──────── LISTED ENTRIES

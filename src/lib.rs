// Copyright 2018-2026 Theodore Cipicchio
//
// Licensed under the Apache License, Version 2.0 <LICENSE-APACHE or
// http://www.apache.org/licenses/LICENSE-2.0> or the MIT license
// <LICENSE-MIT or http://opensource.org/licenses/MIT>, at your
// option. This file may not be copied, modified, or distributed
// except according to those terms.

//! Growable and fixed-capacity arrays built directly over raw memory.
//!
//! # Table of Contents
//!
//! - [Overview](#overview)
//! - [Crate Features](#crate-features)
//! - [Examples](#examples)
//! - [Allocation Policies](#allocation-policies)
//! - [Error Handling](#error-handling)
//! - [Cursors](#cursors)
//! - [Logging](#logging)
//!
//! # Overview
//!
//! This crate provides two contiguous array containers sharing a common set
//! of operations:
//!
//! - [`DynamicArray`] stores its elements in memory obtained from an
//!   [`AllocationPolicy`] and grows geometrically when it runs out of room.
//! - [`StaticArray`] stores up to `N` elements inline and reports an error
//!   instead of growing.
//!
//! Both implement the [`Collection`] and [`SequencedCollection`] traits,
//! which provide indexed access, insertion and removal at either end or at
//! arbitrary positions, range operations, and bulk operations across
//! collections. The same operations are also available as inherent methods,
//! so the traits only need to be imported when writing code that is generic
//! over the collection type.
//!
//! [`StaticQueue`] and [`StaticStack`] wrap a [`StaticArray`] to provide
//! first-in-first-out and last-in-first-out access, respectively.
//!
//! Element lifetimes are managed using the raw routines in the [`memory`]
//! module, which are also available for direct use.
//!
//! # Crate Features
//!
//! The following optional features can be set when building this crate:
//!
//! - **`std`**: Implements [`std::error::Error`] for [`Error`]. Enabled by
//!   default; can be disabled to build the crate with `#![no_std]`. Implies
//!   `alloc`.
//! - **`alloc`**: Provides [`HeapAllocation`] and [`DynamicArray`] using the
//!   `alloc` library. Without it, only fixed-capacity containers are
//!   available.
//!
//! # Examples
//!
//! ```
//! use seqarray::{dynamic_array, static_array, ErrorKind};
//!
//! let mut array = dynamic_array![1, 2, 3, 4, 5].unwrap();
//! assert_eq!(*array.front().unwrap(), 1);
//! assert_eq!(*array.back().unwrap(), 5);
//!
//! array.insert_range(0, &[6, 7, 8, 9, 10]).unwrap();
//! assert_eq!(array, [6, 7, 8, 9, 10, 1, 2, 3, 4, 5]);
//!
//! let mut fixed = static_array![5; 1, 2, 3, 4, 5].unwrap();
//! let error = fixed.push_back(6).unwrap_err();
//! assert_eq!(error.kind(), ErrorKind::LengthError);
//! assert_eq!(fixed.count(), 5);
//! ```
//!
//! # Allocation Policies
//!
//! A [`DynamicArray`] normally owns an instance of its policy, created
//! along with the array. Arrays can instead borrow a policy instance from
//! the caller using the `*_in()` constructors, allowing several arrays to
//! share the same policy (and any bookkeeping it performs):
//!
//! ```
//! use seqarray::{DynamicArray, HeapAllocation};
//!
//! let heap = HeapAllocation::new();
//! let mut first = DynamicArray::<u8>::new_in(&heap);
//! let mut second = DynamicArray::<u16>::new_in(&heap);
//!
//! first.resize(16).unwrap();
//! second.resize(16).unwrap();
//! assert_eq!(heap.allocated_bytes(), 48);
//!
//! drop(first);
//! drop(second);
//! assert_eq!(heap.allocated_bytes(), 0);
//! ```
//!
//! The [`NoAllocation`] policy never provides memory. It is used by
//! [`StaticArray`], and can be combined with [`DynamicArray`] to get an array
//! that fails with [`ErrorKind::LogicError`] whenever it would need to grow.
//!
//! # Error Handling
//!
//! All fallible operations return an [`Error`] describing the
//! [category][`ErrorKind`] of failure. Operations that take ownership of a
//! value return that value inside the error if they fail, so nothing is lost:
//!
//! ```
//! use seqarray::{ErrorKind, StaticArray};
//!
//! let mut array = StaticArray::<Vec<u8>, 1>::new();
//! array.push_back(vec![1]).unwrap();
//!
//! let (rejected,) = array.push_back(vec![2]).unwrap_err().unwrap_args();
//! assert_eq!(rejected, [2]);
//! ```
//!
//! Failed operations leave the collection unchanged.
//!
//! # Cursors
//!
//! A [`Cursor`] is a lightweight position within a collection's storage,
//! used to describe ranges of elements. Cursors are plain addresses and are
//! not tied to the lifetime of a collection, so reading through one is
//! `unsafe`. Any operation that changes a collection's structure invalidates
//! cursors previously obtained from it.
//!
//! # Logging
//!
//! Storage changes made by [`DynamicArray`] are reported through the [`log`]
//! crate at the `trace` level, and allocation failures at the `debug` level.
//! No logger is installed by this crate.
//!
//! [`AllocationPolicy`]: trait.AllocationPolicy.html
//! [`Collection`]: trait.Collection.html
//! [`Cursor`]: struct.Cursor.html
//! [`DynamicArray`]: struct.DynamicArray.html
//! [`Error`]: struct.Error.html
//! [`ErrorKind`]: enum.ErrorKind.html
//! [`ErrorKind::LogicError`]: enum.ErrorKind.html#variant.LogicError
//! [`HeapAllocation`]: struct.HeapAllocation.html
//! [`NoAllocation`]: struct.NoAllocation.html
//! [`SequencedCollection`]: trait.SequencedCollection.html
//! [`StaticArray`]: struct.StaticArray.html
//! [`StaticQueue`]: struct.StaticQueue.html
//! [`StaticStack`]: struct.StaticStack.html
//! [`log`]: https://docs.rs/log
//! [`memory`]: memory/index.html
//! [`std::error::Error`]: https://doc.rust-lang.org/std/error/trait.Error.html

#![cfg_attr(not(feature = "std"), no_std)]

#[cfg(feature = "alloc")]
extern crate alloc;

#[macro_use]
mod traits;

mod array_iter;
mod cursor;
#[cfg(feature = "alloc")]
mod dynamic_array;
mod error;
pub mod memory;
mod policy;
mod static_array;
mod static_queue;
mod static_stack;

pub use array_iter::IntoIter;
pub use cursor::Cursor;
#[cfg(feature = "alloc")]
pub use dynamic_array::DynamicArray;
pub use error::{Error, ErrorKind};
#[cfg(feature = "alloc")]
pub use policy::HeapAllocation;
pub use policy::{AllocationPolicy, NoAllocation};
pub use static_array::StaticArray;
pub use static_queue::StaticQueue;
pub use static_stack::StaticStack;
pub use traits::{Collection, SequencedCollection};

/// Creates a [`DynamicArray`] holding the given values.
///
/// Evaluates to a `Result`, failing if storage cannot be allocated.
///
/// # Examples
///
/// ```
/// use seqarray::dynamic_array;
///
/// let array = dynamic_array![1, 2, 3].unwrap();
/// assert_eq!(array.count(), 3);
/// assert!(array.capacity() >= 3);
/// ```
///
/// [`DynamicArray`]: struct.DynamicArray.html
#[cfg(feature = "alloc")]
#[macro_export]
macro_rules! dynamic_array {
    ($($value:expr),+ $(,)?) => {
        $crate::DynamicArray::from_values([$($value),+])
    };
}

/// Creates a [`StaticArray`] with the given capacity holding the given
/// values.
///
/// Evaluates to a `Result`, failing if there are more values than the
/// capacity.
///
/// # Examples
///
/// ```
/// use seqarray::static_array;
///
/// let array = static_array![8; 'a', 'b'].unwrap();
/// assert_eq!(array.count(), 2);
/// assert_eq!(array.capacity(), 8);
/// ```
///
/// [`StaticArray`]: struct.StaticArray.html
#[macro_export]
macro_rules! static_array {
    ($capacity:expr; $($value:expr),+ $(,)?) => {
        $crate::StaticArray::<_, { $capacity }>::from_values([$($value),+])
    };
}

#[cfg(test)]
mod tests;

────────────────

__AIM OF THE EXERCISE__. After counting the lines above that include the word "NoAllocation", give only the number.

__SOLUTION__. 3